STUDY OF POWER LOAD FORECASTING BY NEURAL NETWORK WITH DYNAMIC STRUCTURE

Huang, Huang-Chu

01 August 2001

ABSTRACT In this thesis, some aspects of the non-fixed neural network for power load forecasting are discussed. Unlike traditional fixed neural network technique, the structure of neural network is non-fixed during its training and testing phases. Based on the characteristic of the desired forecasting day, the number of input node utilized is changeable. The modified learning algorithms, including fuzzy back-propagation learning algorithm and stochastic back-propagation learning algorithm, will be used in the load forecasters we developed. For precise input selection of the neural network model, the analysis of mutual relationship between load and temperature and gray relational analysis between desired forecasting load and the related previous load are studied. Two types of load forecasting, i.e., peak load forecasting and hourly load forecasting, are investigated. Short term (one-to-several-day-ahead) load forecasting is considered in this research.

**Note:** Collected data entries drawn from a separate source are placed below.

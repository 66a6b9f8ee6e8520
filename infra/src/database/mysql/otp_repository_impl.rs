//! MySQL implementation of the OtpRepository trait.
//!
//! Records live in the `otp_records` table (see `migrations/`). Identifiers
//! are stored as `BINARY(16)`, digests and salts as raw bytes.

use async_trait::async_trait;
use chrono::{DateTime, Utc};
use sqlx::{mysql::MySqlRow, MySql, MySqlPool, QueryBuilder, Row};
use tracing::{debug, error, info};
use uuid::Uuid;

use otp_core::domain::entities::{Digest, OtpRecord, Salt};
use otp_core::errors::StoreError;
use otp_core::repositories::OtpRepository;

/// Upper bound on identifiers per `DELETE ... IN (...)` statement
const DELETE_CHUNK_SIZE: usize = 500;

/// MySQL-backed secret store
pub struct MySqlOtpRepository {
    /// Database connection pool
    pool: MySqlPool,
}

impl MySqlOtpRepository {
    pub fn new(pool: MySqlPool) -> Self {
        Self { pool }
    }

    /// Convert database row to OtpRecord entity
    fn row_to_record(row: &MySqlRow) -> Result<OtpRecord, StoreError> {
        let id: Vec<u8> = row.try_get("id").map_err(|e| column_error("id", e))?;
        let hashed_value: Vec<u8> = row
            .try_get("hashed_value")
            .map_err(|e| column_error("hashed_value", e))?;
        let salt: Vec<u8> = row.try_get("salt").map_err(|e| column_error("salt", e))?;
        let expires_at: DateTime<Utc> = row
            .try_get("expires_at")
            .map_err(|e| column_error("expires_at", e))?;
        let attempt_count: u32 = row
            .try_get("attempt_count")
            .map_err(|e| column_error("attempt_count", e))?;

        let id = Uuid::from_slice(&id)
            .map_err(|e| StoreError::Inconsistent(format!("Invalid record id: {}", e)))?;
        let hashed_value: Digest = hashed_value.as_slice().try_into().map_err(|_| {
            StoreError::Inconsistent(format!("Digest of record {} has wrong length", id))
        })?;
        let salt: Salt = salt.as_slice().try_into().map_err(|_| {
            StoreError::Inconsistent(format!("Salt of record {} has wrong length", id))
        })?;

        Ok(OtpRecord::restore(
            id,
            hashed_value,
            salt,
            expires_at,
            attempt_count,
        ))
    }
}

#[async_trait]
impl OtpRepository for MySqlOtpRepository {
    async fn find_by_id(&self, id: Uuid) -> Result<Option<OtpRecord>, StoreError> {
        let query = r#"
            SELECT id, hashed_value, salt, expires_at, attempt_count
            FROM otp_records
            WHERE id = ?
            LIMIT 1
        "#;

        let row = sqlx::query(query)
            .bind(id.as_bytes().as_slice())
            .fetch_optional(&self.pool)
            .await
            .map_err(|e| query_error("find_by_id", e))?;

        row.as_ref().map(Self::row_to_record).transpose()
    }

    async fn save(&self, record: &OtpRecord) -> Result<(), StoreError> {
        // Plain insert: an existing row is never overwritten
        let query = r#"
            INSERT INTO otp_records (
                id, hashed_value, salt, expires_at, attempt_count
            ) VALUES (?, ?, ?, ?, ?)
        "#;

        sqlx::query(query)
            .bind(record.id().as_bytes().as_slice())
            .bind(record.hashed_value().as_slice())
            .bind(record.salt().as_slice())
            .bind(record.expires_at())
            .bind(record.attempt_count())
            .execute(&self.pool)
            .await
            .map_err(|e| query_error("save", e))?;

        debug!(otp_id = %record.id(), "Saved OTP record");
        Ok(())
    }

    async fn record_failed_attempt(
        &self,
        id: Uuid,
        max_attempts: u32,
    ) -> Result<Option<u32>, StoreError> {
        let mut tx = self
            .pool
            .begin()
            .await
            .map_err(|e| query_error("record_failed_attempt", e))?;

        // The row lock taken here is held until commit
        sqlx::query(
            "UPDATE otp_records SET attempt_count = attempt_count + 1 \
             WHERE id = ? AND attempt_count < ?",
        )
        .bind(id.as_bytes().as_slice())
        .bind(max_attempts)
        .execute(&mut *tx)
        .await
        .map_err(|e| query_error("record_failed_attempt", e))?;

        let row = sqlx::query("SELECT attempt_count FROM otp_records WHERE id = ? FOR UPDATE")
            .bind(id.as_bytes().as_slice())
            .fetch_optional(&mut *tx)
            .await
            .map_err(|e| query_error("record_failed_attempt", e))?;

        let attempt_count = row
            .map(|row| row.try_get::<u32, _>("attempt_count"))
            .transpose()
            .map_err(|e| column_error("attempt_count", e))?;

        tx.commit()
            .await
            .map_err(|e| query_error("record_failed_attempt", e))?;

        debug!(otp_id = %id, attempt_count = ?attempt_count, "Counted failed attempt");
        Ok(attempt_count)
    }

    async fn delete(&self, id: Uuid) -> Result<bool, StoreError> {
        let result = sqlx::query("DELETE FROM otp_records WHERE id = ?")
            .bind(id.as_bytes().as_slice())
            .execute(&self.pool)
            .await
            .map_err(|e| query_error("delete", e))?;

        let removed = result.rows_affected() > 0;
        debug!(otp_id = %id, removed = removed, "Deleted OTP record");
        Ok(removed)
    }

    async fn find_expired(&self, before: DateTime<Utc>) -> Result<Vec<OtpRecord>, StoreError> {
        let query = r#"
            SELECT id, hashed_value, salt, expires_at, attempt_count
            FROM otp_records
            WHERE expires_at < ?
        "#;

        let rows = sqlx::query(query)
            .bind(before)
            .fetch_all(&self.pool)
            .await
            .map_err(|e| query_error("find_expired", e))?;

        rows.iter().map(Self::row_to_record).collect()
    }

    async fn delete_many(&self, ids: &[Uuid]) -> Result<usize, StoreError> {
        let mut removed = 0usize;

        for chunk in ids.chunks(DELETE_CHUNK_SIZE) {
            let mut builder = QueryBuilder::<MySql>::new("DELETE FROM otp_records WHERE id IN (");
            let mut separated = builder.separated(", ");
            for id in chunk {
                separated.push_bind(id.as_bytes().to_vec());
            }
            separated.push_unseparated(")");

            let result = builder
                .build()
                .execute(&self.pool)
                .await
                .map_err(|e| query_error("delete_many", e))?;

            removed += result.rows_affected() as usize;
        }

        if removed > 0 {
            info!(removed = removed, "Deleted OTP records in batch");
        }

        Ok(removed)
    }
}

fn query_error(operation: &str, e: sqlx::Error) -> StoreError {
    error!(operation = operation, error = %e, "OTP store query failed");

    match e {
        sqlx::Error::PoolTimedOut | sqlx::Error::PoolClosed | sqlx::Error::Io(_) => {
            StoreError::Unavailable(format!("{}: {}", operation, e))
        }
        other => StoreError::Query(format!("{}: {}", operation, other)),
    }
}

fn column_error(column: &str, e: sqlx::Error) -> StoreError {
    StoreError::Inconsistent(format!("Failed to get {}: {}", column, e))
}
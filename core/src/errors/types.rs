//! Supporting error types for store faults, configuration and input checks

use thiserror::Error;

/// Failures reported by a secret store implementation
#[derive(Error, Debug, Clone, PartialEq, Eq)]
pub enum StoreError {
    #[error("Store unavailable: {0}")]
    Unavailable(String),

    #[error("Store returned inconsistent data: {0}")]
    Inconsistent(String),

    #[error("Store query failed: {0}")]
    Query(String),
}

/// Rejected engine or reaper configuration
#[derive(Error, Debug)]
pub enum ConfigError {
    #[error("Code length must be at least 1")]
    ZeroCodeLength,

    #[error("Alphabet must not be empty")]
    EmptyAlphabet,

    #[error("Alphabet must contain only printable ASCII characters")]
    NonAsciiAlphabet,

    #[error("Alphabet contains duplicate symbol '{0}'")]
    DuplicateSymbol(char),

    #[error("Validity window must be positive, got {0} seconds")]
    NonPositiveValidity(i64),

    #[error("Validity window of {seconds} seconds exceeds the maximum of {max} seconds")]
    ValidityTooLong { seconds: i64, max: i64 },

    #[error("Maximum attempts must be at least 1")]
    ZeroMaxAttempts,

    #[error("Pepper must be configured")]
    MissingPepper,

    #[error("Invalid candidate pattern: {0}")]
    Pattern(#[from] regex::Error),
}

/// Why a verification request was rejected before touching the store
#[derive(Error, Debug, Clone, PartialEq, Eq)]
pub enum InputViolation {
    #[error("identifier is empty")]
    EmptyIdentifier,

    #[error("code has length {actual}, expected {expected}")]
    WrongLength { expected: usize, actual: usize },

    #[error("code contains characters outside the alphabet")]
    InvalidCharacters,
}
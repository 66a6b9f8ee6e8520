//! Lifecycle of an OTP record.
//!
//! A record is `Active` from issuance until it is consumed. Consumption is
//! terminal: the record is deleted and nothing re-enters `Active`.

/// Why a record left the `Active` state
#[derive(Debug, Clone, Copy, PartialEq, Eq)]
pub enum ConsumeReason {
    /// The correct code was presented in time
    Verified,
    /// The failed-attempt budget ran out
    AttemptsExhausted,
    /// A verification arrived after `expires_at`
    Expired,
    /// The reaper removed it after `expires_at`
    Swept,
}

/// Lifecycle state of a record
#[derive(Debug, Clone, Copy, PartialEq, Eq)]
pub enum OtpState {
    Active,
    Consumed(ConsumeReason),
}

/// Outcome of evaluating one verification attempt against a record
#[derive(Debug, Clone, Copy, PartialEq, Eq)]
pub enum VerifyDecision {
    /// Correct code, in time, within budget
    Accept,
    /// `expires_at` has passed
    Expire,
    /// Budget already spent
    Exhaust,
    /// Wrong code; one failed attempt is counted and the record stays
    /// active unless that spends the budget
    CountFailure,
}

impl VerifyDecision {
    /// State the record moves to when this decision is applied
    pub fn next_state(&self) -> OtpState {
        match self {
            VerifyDecision::Accept => OtpState::Consumed(ConsumeReason::Verified),
            VerifyDecision::Expire => OtpState::Consumed(ConsumeReason::Expired),
            VerifyDecision::Exhaust => OtpState::Consumed(ConsumeReason::AttemptsExhausted),
            VerifyDecision::CountFailure => OtpState::Active,
        }
    }
}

Hourly loads and relevant temperature data from 1992 to 1998 provided by Taipower Utility and the Central Weather Bureau is implemented for this research. For demonstrating the feasibility and superiority of the forecasters we develop, several forecasting models, including fixed neural network with constant learning rate and momentum, recursive time series model, and artificial neural network short term load forecaster (ANNSTLF) proposed by [Kho.2], are also performed for a comparison. From the results of the simulation, better performances could be obtained by the methods we proposed. Not only the over-training phenomenon is obviously reduced, the forecasting accuracy and the learning speed of the neural model are also effectively improved.

Non-fixed neural network

fuzzy back-propagation learning

gray relational analysis